Malignant pleural mesothelioma (MPM) is associated with asbestos exposure and is a cancer that has not been significantly impacted by small molecule-based targeted therapeutics. Previously, we demonstrated the existence of functional subsets of lung cancer and head and neck squamous cell carcinoma (HNSCC) cell lines in which fibroblast growth factor receptor (FGFR) autocrine signaling functions as a non-mutated growth pathway. In a panel of pleural mesothelioma cell lines, FGFR1 and FGF2 were co-expressed in 3 of 7 cell lines and were significantly associated with sensitivity to the FGFR-active tyrosine kinase inhibitor (TKI), ponatinib, both in vitro and in vivo using orthotopically propagated xenografts.

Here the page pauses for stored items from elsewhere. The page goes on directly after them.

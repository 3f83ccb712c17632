use std::path::PathBuf;

use anyhow::{bail, Result};
use biotherm::{
    arg, args_parser,
    batch::ImportFormat,
    cli::{parse_value, path_value},
    config::Config,
    opt,
    radiometric::FlirOptions,
    raw::RawOptions,
    Selector,
};

pub struct Args {
    pub dir: PathBuf,
    pub config: Config,
    pub threshold: Option<(f64, f64)>,
    pub filter_selector: Selector,
    pub segment: bool,
    pub clinical: Option<PathBuf>,
    pub aggregate: Option<String>,
    pub output: Option<PathBuf>,
    pub json: bool,
    pub checkpoint: Option<PathBuf>,
    pub verbosity: u64,
}

impl Args {
    pub fn from_cmd_line() -> Result<Args> {
        let matches = args_parser!("biotherm-stats")
            .about("Segment thermal images and tabulate subject temperature statistics.")
            .arg(opt!("config").short("c").help("JSON configuration file"))
            .arg(opt!("pattern").help("Regex matched against file names [default: (?i)\\.raw$]"))
            .arg(
                opt!("recursive")
                    .takes_value(false)
                    .short("r")
                    .help("Descend into sub-directories"),
            )
            .arg(
                opt!("format")
                    .possible_values(&["raw", "flir"])
                    .help("Input file format [default: raw]"),
            )
            .arg(opt!("width").help("Raw grid width [default: 160]"))
            .arg(opt!("height").help("Raw grid height [default: 120]"))
            .arg(
                opt!("no rotate")
                    .takes_value(false)
                    .help("Keep raw grids in sensor orientation"),
            )
            .arg(
                opt!("distance")
                    .short("d")
                    .help("Object distance for radiometric images, in metres"),
            )
            .arg(
                opt!("no exiftool")
                    .takes_value(false)
                    .help("Never fall back to exiftool for radiometric images"),
            )
            .arg(opt!("min").help("Keep pixels at or above this temperature"))
            .arg(opt!("max").help("Keep pixels at or below this temperature"))
            .arg(
                opt!("filter on")
                    .possible_values(&["raw", "processed"])
                    .help("Matrix the temperature filter reads [default: raw]"),
            )
            .arg(
                opt!("no segment")
                    .takes_value(false)
                    .help("Skip Otsu segmentation"),
            )
            .arg(opt!("kernel size").help("Disc diameter for morphology [default: 5]"))
            .arg(
                opt!("no morphology")
                    .takes_value(false)
                    .help("Skip opening / closing of the mask"),
            )
            .arg(
                opt!("connectivity")
                    .possible_values(&["4", "8"])
                    .help("Pixel adjacency for components [default: 8]"),
            )
            .arg(
                opt!("stats on")
                    .possible_values(&["raw", "processed"])
                    .help("Matrix statistics are computed on [default: processed]"),
            )
            .arg(opt!("clinical").help("Clinical CSV to join onto the statistics"))
            .arg(opt!("clinical key").help("Join column of the clinical CSV [default: id]"))
            .arg(
                opt!("keep ids")
                    .takes_value(false)
                    .help("Match ids exactly instead of by file stem"),
            )
            .arg(opt!("aggregate").help("Collapse replicates sharing this column"))
            .arg(
                opt!("reducer")
                    .possible_values(&["mean", "median"])
                    .help("How replicates are combined [default: mean]"),
            )
            .arg(
                opt!("keep")
                    .multiple(true)
                    .number_of_values(1)
                    .help("Column copied from the first replicate (repeatable)"),
            )
            .arg(opt!("output").short("o").help("Output file [default: stdout]"))
            .arg(
                opt!("json")
                    .takes_value(false)
                    .help("Write JSON records instead of CSV"),
            )
            .arg(opt!("checkpoint").help("Save the processed records to this file"))
            .arg(
                opt!("verbose")
                    .takes_value(false)
                    .short("v")
                    .multiple(true)
                    .help("More logging; repeat for more"),
            )
            .arg(arg!("dir").required(true).help("Directory of thermal images"))
            .get_matches();

        let mut config = Config::load(path_value(&matches, "config"))?;

        if let Some(pattern) = matches.value_of("pattern") {
            config.batch.pattern = pattern.to_string();
        }
        if matches.is_present("recursive") {
            config.batch.recursive = true;
        }
        match matches.value_of("format") {
            Some("flir") if !matches!(config.batch.format, ImportFormat::Flir(_)) => {
                config.batch.format = ImportFormat::Flir(FlirOptions::default());
            }
            Some("raw") if !matches!(config.batch.format, ImportFormat::Raw(_)) => {
                config.batch.format = ImportFormat::Raw(RawOptions::default());
            }
            _ => {}
        }
        match &mut config.batch.format {
            ImportFormat::Raw(raw) => {
                if let Some(width) = parse_value(&matches, "width")? {
                    raw.width = width;
                }
                if let Some(height) = parse_value(&matches, "height")? {
                    raw.height = height;
                }
                if matches.is_present("no rotate") {
                    raw.rotate = false;
                }
            }
            ImportFormat::Flir(flir) => {
                if let Some(distance) = parse_value(&matches, "distance")? {
                    flir.distance = Some(distance);
                }
                if matches.is_present("no exiftool") {
                    flir.exiftool = false;
                }
            }
        }

        let threshold = match (
            parse_value::<f64>(&matches, "min")?,
            parse_value::<f64>(&matches, "max")?,
        ) {
            (None, None) => None,
            (min, max) => {
                let range = (min.unwrap_or(f64::NEG_INFINITY), max.unwrap_or(f64::INFINITY));
                if range.0 > range.1 {
                    bail!("--min {} is above --max {}", range.0, range.1);
                }
                Some(range)
            }
        };
        let filter_selector = parse_value(&matches, "filter on")?.unwrap_or(Selector::Raw);

        if let Some(kernel_size) = parse_value(&matches, "kernel size")? {
            config.segment.kernel_size = kernel_size;
        }
        if matches.is_present("no morphology") {
            config.segment.morphology = false;
        }
        if let Some(connectivity) = parse_value(&matches, "connectivity")? {
            config.segment.connectivity = connectivity;
        }
        if let Some(selector) = parse_value(&matches, "stats on")? {
            config.stats.selector = selector;
        }

        if let Some(key) = matches.value_of("clinical key") {
            config.merge.clinical_key = key.to_string();
        }
        if matches.is_present("keep ids") {
            config.merge.normalize_ids = false;
        }
        if let Some(reducer) = parse_value(&matches, "reducer")? {
            config.aggregate.reducer = reducer;
        }
        if let Some(keep) = matches.values_of("keep") {
            config.aggregate.keep = keep.map(String::from).collect();
        }

        Ok(Args {
            dir: matches.value_of("dir").map(PathBuf::from).unwrap_or_default(),
            config,
            threshold,
            filter_selector,
            segment: !matches.is_present("no segment"),
            clinical: path_value(&matches, "clinical").map(PathBuf::from),
            aggregate: matches.value_of("aggregate").map(String::from),
            output: path_value(&matches, "output").map(PathBuf::from),
            json: matches.is_present("json"),
            checkpoint: path_value(&matches, "checkpoint").map(PathBuf::from),
            verbosity: matches.occurrences_of("verbose"),
        })
    }
}
//! Colour-mapped rendering of a temperature matrix.

use image::{Rgba, RgbaImage};
use ndarray::ArrayView2;
use serde_derive::*;

use super::{palette::Colormap, value_range};
use crate::error::{Error, Result};

const TRANSPARENT: Rgba<u8> = Rgba([0, 0, 0, 0]);

#[derive(Serialize, Deserialize, Debug, Clone, PartialEq)]
#[serde(default)]
pub struct HeatmapOptions {
    pub colormap: Colormap,
    /// Values mapped to the ends of the colormap. Defaults
    /// to the finite range of the matrix.
    pub range: Option<(f64, f64)>,
    /// Each matrix cell becomes a `scale x scale` block.
    pub scale: u32,
}

impl Default for HeatmapOptions {
    fn default() -> Self {
        HeatmapOptions {
            colormap: Colormap::default(),
            range: None,
            scale: 1,
        }
    }
}

/// Render `m` with rows top to bottom. Missing pixels are
/// transparent.
pub fn render_heatmap(m: ArrayView2<'_, f64>, opts: &HeatmapOptions) -> Result<RgbaImage> {
    if opts.scale == 0 {
        return Err(Error::invalid("heatmap scale must be at least 1"));
    }
    if let Some((lo, hi)) = opts.range {
        if !(lo <= hi) {
            return Err(Error::invalid(format!("heatmap range [{}, {}] is empty", lo, hi)));
        }
    }
    let (rows, cols) = m.dim();
    let (lo, hi) = opts.range.or_else(|| value_range(m.iter())).unwrap_or((0., 1.));
    let span = hi - lo;

    let scale = opts.scale;
    let mut img = RgbaImage::from_pixel(cols as u32 * scale, rows as u32 * scale, TRANSPARENT);
    for ((r, c), v) in m.indexed_iter() {
        if !v.is_finite() {
            continue;
        }
        let t = if span > 0. { (v - lo) / span } else { 0.5 };
        let color = opts.colormap.rgba(t);
        for dy in 0..scale {
            for dx in 0..scale {
                img.put_pixel(c as u32 * scale + dx, r as u32 * scale + dy, color);
            }
        }
    }
    Ok(img)
}
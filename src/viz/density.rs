//! Kernel density curves of pixel temperatures, with the
//! usual landmarks marked.

use std::str::FromStr;

use image::{Rgba, RgbaImage};
use serde_derive::*;

use super::{canvas, value_range};
use crate::{
    density::{gaussian_kde, Density, DEFAULT_GRID},
    error::{Error, Result},
};

#[derive(Serialize, Deserialize, Debug, Clone, Copy, PartialEq, Eq)]
#[serde(rename_all = "lowercase")]
pub enum Landmark {
    Peak,
    Min,
    Max,
}

impl FromStr for Landmark {
    type Err = Error;

    fn from_str(s: &str) -> Result<Self> {
        match s.to_ascii_lowercase().as_str() {
            "peak" => Ok(Landmark::Peak),
            "min" => Ok(Landmark::Min),
            "max" => Ok(Landmark::Max),
            _ => Err(Error::invalid(format!("unknown landmark `{}`", s))),
        }
    }
}

#[derive(Serialize, Deserialize, Debug, Clone, PartialEq)]
#[serde(default)]
pub struct DensityPlotOptions {
    pub grid: usize,
    pub landmarks: Vec<Landmark>,
}

impl Default for DensityPlotOptions {
    fn default() -> Self {
        DensityPlotOptions {
            grid: DEFAULT_GRID,
            landmarks: vec![Landmark::Peak],
        }
    }
}

/// A landmark located on the curve.
#[derive(Debug, Clone, Copy, PartialEq)]
pub struct Marker {
    pub landmark: Landmark,
    pub x: f64,
    pub y: f64,
}

#[derive(Debug, Clone, PartialEq)]
pub struct DensityPlot {
    pub curve: Density,
    pub markers: Vec<Marker>,
}

/// Estimate the density of the valid `values` and locate the
/// requested landmarks. `min` and `max` are the extreme
/// observed values.
pub fn density_plot(values: &[f64], opts: &DensityPlotOptions) -> Result<DensityPlot> {
    let curve = gaussian_kde(values, opts.grid)
        .ok_or_else(|| Error::EmptyInput("no valid values to estimate a density from".into()))?;
    let (lo, hi) = value_range(values).unwrap_or((f64::NAN, f64::NAN));
    let markers = opts
        .landmarks
        .iter()
        .map(|&landmark| {
            let (x, y) = match landmark {
                Landmark::Peak => curve.peak(),
                Landmark::Min => (lo, curve.value_at(lo)),
                Landmark::Max => (hi, curve.value_at(hi)),
            };
            Marker { landmark, x, y }
        })
        .collect();
    Ok(DensityPlot { curve, markers })
}

#[derive(Serialize, Deserialize, Debug, Clone, PartialEq)]
#[serde(default)]
pub struct RenderDensityOptions {
    pub width: u32,
    pub height: u32,
    /// Blank border around the plot area.
    pub margin: u32,
    pub line: [u8; 4],
    pub marker: [u8; 4],
    pub background: [u8; 4],
}

impl Default for RenderDensityOptions {
    fn default() -> Self {
        RenderDensityOptions {
            width: 480,
            height: 320,
            margin: 20,
            line: [0x3C, 0x54, 0x88, 255],
            marker: [0xE6, 0x4B, 0x35, 255],
            background: [255, 255, 255, 255],
        }
    }
}

/// Draw the curve as a polyline over a baseline, with a
/// vertical rule and dot at every marker.
pub fn render_density(plot: &DensityPlot, opts: &RenderDensityOptions) -> Result<RgbaImage> {
    if opts.width <= 2 * opts.margin || opts.height <= 2 * opts.margin {
        return Err(Error::invalid("plot area is empty; enlarge the image or shrink the margin"));
    }
    let curve = &plot.curve;
    let n = curve.x.len();
    if n == 0 {
        return Err(Error::EmptyInput("density curve has no points".into()));
    }
    let (x0, x1) = (curve.x[0], curve.x[n - 1]);
    let y_max = curve.y.iter().cloned().fold(0., f64::max);

    let m = opts.margin as f64;
    let (w, h) = ((opts.width - 2 * opts.margin) as f64, (opts.height - 2 * opts.margin) as f64);
    let px = |x: f64| {
        if x1 > x0 {
            m + (x - x0) / (x1 - x0) * w
        } else {
            m + w / 2.
        }
    };
    let py = |y: f64| if y_max > 0. { m + h - y / y_max * h } else { m + h };

    let mut img = canvas::blank(opts.width, opts.height, Rgba(opts.background));
    let axis = Rgba([0, 0, 0, 255]);
    canvas::line(&mut img, m, m + h, m + w, m + h, axis);
    canvas::line(&mut img, m, m, m, m + h, axis);

    let line = Rgba(opts.line);
    for i in 1..n {
        canvas::line(
            &mut img,
            px(curve.x[i - 1]),
            py(curve.y[i - 1]),
            px(curve.x[i]),
            py(curve.y[i]),
            line,
        );
    }
    let marker = Rgba(opts.marker);
    for mk in &plot.markers {
        if !mk.x.is_finite() {
            continue;
        }
        canvas::line(&mut img, px(mk.x), m + h, px(mk.x), py(mk.y), marker);
        canvas::dot(&mut img, px(mk.x), py(mk.y), 3., marker);
    }
    Ok(img)
}

#[cfg(test)]
mod tests {
    use super::*;

    fn sample() -> Vec<f64> {
        let mut v: Vec<f64> = (0..40).map(|i| 34. + (i % 8) as f64 * 0.25).collect();
        v.push(f64::NAN);
        v.push(30.);
        v
    }

    #[test]
    fn landmarks_are_located() -> Result<()> {
        let opts = DensityPlotOptions {
            grid: 256,
            landmarks: vec![Landmark::Min, Landmark::Peak, Landmark::Max],
        };
        let plot = density_plot(&sample(), &opts)?;
        assert_eq!(plot.markers.len(), 3);
        assert_eq!(plot.markers[0].x, 30.);
        assert_eq!(plot.markers[2].x, 35.75);
        let peak = plot.markers[1];
        assert!(peak.x > 34. && peak.x < 36., "peak at {}", peak.x);
        assert!(peak.y >= plot.markers[0].y && peak.y >= plot.markers[2].y);
        Ok(())
    }

    #[test]
    fn empty_values_are_an_error() {
        assert!(matches!(
            density_plot(&[f64::NAN], &DensityPlotOptions::default()),
            Err(Error::EmptyInput(_))
        ));
    }

    #[test]
    fn renders_curve_and_markers() -> Result<()> {
        let plot = density_plot(&sample(), &DensityPlotOptions::default())?;
        let opts = RenderDensityOptions::default();
        let img = render_density(&plot, &opts)?;
        assert_eq!(img.dimensions(), (opts.width, opts.height));
        assert!(img.pixels().any(|p| *p == Rgba(opts.line)));
        assert!(img.pixels().any(|p| *p == Rgba(opts.marker)));

        let tiny = RenderDensityOptions {
            width: 30,
            ..RenderDensityOptions::default()
        };
        assert!(render_density(&plot, &tiny).is_err());
        Ok(())
    }
}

Furthermore, RNAi-mediated silencing confirmed the requirement for FGFR1 in specific mesothelioma cells and sensitivity to the FGF ligand trap, FP-1039, validated the requirement for autocrine FGFs. None of the FGFR1-dependent mesothelioma cells exhibited increased FGFR1 gene copy number, based on a FISH assay, indicating that increased FGFR1 transcript and protein expression were not mediated by gene amplification. Elevated FGFR1 mRNA was detected in a subset of primary MPM clinical specimens and like MPM cells, none harbored increased FGFR1 gene copy number. These results indicate that autocrine signaling through FGFR1 represents a targetable therapeutic pathway in MPM and that biomarkers distinct from increased FGFR1 gene copy number such as FGFR1 mRNA would be required to identify MPM patients bearing tumors driven by FGFR1 activity. Implications FGFR1 is a viable therapeutic target in a subset of malignant pleural mesotheliomas, but FGFR TKI-responsive tumors will need to be selected by a biomarker distinct from increased FGFR1 gene copy number, possibly FGFR1 mRNA or protein levels.